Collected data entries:
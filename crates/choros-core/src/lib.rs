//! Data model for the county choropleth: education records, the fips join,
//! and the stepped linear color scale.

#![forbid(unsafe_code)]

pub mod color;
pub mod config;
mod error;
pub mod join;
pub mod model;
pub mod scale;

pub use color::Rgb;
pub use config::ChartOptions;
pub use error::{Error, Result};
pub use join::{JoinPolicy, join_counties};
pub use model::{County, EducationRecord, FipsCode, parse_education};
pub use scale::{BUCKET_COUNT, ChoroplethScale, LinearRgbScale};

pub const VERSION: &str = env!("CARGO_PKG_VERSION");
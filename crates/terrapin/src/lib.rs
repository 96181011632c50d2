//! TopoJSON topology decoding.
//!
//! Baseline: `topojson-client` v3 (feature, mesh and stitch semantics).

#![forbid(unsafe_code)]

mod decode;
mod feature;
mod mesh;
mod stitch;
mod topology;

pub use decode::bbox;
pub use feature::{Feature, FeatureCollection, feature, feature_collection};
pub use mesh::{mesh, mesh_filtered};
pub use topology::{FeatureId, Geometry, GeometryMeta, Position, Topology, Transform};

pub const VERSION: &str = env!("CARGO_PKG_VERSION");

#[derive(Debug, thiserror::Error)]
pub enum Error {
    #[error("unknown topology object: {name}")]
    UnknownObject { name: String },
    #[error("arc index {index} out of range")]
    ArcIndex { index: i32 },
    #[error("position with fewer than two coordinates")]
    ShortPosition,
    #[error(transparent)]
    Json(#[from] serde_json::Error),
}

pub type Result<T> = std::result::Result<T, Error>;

--

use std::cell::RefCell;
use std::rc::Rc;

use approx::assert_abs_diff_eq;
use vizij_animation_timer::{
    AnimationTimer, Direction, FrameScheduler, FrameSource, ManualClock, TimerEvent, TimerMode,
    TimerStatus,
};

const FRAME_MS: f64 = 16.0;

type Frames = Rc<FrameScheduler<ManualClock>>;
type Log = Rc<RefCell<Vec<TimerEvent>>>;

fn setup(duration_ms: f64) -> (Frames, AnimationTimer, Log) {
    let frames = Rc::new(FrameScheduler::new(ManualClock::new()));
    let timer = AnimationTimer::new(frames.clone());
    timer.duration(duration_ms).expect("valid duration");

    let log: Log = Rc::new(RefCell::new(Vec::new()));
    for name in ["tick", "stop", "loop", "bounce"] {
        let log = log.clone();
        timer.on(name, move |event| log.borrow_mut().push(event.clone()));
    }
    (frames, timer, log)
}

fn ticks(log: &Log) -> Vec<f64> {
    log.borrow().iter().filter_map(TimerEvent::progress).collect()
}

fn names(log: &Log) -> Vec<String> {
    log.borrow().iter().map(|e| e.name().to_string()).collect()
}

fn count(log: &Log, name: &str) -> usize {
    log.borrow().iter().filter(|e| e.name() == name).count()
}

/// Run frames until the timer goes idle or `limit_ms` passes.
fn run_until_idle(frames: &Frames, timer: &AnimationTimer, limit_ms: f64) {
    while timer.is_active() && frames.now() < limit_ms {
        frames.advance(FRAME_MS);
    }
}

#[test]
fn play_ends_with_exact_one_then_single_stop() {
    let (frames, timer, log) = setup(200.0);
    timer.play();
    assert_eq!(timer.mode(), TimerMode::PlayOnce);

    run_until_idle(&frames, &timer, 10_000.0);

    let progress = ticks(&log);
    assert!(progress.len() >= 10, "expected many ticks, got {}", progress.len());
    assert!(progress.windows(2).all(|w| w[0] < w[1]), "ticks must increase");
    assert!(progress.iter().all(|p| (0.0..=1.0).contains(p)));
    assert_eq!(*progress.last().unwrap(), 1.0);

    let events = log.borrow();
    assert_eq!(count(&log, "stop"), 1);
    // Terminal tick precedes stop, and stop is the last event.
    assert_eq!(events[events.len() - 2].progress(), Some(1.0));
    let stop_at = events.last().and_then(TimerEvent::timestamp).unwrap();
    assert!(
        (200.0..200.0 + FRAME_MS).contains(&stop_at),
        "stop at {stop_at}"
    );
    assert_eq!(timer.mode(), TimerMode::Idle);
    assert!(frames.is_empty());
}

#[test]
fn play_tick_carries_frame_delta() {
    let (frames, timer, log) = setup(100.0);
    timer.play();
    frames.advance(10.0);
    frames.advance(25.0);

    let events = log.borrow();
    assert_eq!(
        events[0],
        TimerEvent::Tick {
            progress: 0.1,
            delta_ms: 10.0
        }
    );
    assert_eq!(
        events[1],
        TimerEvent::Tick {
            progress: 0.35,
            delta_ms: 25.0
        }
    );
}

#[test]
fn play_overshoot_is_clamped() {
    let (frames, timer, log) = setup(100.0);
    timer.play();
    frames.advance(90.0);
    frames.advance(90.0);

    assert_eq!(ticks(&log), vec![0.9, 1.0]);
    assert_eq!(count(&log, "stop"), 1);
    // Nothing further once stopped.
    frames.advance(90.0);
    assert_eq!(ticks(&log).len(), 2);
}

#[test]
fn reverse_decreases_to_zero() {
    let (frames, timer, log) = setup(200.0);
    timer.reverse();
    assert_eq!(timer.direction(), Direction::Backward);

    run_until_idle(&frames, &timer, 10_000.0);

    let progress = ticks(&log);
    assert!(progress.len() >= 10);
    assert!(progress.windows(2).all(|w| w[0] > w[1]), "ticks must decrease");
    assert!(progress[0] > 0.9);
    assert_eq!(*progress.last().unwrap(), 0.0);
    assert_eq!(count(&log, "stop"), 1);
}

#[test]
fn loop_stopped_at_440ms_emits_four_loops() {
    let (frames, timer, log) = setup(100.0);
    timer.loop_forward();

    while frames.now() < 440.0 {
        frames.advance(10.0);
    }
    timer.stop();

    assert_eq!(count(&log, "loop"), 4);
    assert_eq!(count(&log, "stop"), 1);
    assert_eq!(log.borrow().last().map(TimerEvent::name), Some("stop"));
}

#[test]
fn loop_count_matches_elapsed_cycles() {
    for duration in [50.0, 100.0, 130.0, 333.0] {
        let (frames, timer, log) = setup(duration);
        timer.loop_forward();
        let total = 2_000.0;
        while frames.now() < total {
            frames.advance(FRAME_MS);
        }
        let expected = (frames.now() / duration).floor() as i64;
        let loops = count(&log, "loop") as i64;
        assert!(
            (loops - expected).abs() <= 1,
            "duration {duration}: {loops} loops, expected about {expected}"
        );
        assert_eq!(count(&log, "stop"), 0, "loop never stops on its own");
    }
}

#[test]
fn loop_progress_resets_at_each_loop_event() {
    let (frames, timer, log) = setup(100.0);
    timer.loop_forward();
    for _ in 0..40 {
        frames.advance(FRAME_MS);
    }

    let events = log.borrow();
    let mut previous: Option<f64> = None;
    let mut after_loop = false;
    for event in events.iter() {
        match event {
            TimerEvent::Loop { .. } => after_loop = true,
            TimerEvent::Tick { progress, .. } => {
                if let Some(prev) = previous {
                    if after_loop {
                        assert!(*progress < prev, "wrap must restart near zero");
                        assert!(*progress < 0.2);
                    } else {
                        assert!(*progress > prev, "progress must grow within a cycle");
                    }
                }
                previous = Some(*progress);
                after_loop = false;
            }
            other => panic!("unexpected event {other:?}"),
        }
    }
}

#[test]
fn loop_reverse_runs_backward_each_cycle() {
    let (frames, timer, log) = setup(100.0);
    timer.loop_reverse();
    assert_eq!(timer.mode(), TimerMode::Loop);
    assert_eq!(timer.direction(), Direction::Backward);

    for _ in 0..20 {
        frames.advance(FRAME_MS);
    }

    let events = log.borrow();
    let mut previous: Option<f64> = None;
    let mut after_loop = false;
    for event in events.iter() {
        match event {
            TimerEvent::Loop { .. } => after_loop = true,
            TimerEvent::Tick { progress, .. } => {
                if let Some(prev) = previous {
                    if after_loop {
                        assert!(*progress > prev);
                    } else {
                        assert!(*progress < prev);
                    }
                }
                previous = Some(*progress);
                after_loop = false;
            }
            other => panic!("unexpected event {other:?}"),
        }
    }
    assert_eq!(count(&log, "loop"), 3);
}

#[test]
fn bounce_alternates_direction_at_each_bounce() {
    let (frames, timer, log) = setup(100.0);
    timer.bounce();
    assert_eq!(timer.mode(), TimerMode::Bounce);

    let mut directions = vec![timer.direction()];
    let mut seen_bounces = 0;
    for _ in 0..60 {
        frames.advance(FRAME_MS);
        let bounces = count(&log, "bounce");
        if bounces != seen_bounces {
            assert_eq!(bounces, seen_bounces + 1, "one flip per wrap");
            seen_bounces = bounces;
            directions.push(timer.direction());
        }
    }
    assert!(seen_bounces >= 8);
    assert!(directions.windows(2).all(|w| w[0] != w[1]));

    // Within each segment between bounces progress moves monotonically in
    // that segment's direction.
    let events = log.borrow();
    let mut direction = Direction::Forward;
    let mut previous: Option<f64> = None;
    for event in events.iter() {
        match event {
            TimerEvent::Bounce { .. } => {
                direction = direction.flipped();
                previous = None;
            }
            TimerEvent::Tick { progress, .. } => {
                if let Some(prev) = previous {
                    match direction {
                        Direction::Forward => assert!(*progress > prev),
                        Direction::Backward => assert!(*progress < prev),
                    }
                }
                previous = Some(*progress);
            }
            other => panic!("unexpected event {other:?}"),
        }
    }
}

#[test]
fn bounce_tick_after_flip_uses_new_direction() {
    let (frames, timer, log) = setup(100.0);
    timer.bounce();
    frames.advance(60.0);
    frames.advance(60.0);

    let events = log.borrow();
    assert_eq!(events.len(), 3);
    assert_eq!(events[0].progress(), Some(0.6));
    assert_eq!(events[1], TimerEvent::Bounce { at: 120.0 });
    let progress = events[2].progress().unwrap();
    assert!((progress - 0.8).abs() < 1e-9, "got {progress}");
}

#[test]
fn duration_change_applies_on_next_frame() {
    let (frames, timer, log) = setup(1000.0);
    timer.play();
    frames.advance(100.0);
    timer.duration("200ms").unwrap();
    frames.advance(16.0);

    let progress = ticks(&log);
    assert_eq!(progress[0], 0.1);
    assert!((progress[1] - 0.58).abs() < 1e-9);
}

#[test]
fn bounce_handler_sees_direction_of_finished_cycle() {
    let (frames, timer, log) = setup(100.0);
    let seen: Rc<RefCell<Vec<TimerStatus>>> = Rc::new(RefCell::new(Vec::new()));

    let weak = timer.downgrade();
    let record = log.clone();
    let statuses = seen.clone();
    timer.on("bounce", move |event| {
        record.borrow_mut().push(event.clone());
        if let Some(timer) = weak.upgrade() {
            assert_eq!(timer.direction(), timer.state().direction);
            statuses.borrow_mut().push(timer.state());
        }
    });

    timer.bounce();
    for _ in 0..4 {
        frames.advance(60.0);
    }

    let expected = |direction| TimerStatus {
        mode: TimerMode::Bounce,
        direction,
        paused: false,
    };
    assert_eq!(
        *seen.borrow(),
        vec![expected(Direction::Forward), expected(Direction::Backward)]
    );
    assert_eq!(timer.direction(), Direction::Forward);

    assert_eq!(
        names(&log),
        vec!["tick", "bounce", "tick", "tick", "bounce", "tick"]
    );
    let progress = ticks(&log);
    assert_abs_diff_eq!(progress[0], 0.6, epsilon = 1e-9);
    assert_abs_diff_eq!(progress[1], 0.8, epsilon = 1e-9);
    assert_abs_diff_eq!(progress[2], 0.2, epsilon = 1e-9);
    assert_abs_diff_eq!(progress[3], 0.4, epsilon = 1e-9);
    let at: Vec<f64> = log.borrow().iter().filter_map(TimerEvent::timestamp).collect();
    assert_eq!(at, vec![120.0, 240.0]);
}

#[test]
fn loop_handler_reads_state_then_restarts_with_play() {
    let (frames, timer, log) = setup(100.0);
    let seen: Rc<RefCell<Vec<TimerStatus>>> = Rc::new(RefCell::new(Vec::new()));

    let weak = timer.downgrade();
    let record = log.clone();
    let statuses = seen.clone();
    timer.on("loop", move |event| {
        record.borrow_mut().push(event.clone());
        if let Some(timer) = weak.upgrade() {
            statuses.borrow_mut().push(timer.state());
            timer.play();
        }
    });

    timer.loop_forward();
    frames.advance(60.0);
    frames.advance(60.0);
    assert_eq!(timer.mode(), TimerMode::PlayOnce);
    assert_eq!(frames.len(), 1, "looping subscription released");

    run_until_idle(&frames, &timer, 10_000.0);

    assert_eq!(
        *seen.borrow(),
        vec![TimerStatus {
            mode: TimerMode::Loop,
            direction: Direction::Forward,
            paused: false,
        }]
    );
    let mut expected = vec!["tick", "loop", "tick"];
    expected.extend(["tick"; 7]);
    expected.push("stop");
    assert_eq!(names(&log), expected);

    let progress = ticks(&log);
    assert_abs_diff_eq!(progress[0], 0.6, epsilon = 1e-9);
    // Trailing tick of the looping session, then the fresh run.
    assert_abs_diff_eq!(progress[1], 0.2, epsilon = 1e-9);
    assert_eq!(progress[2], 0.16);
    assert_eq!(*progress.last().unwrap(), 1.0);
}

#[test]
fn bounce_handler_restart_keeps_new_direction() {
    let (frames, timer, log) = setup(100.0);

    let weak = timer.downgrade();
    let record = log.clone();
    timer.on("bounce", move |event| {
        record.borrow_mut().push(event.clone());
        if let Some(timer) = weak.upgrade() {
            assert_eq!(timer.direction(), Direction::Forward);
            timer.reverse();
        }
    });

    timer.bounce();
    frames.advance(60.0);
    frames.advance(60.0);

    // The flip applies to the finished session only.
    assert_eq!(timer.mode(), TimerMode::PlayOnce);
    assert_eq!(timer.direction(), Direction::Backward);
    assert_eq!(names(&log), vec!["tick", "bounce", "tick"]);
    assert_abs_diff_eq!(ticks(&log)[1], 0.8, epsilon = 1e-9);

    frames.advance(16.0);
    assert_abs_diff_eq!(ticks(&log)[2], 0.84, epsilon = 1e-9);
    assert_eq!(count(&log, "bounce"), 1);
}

Problem to solve
Exactly one number is the answer: how many lines of the entries contain the string "Result".

Output of the task
2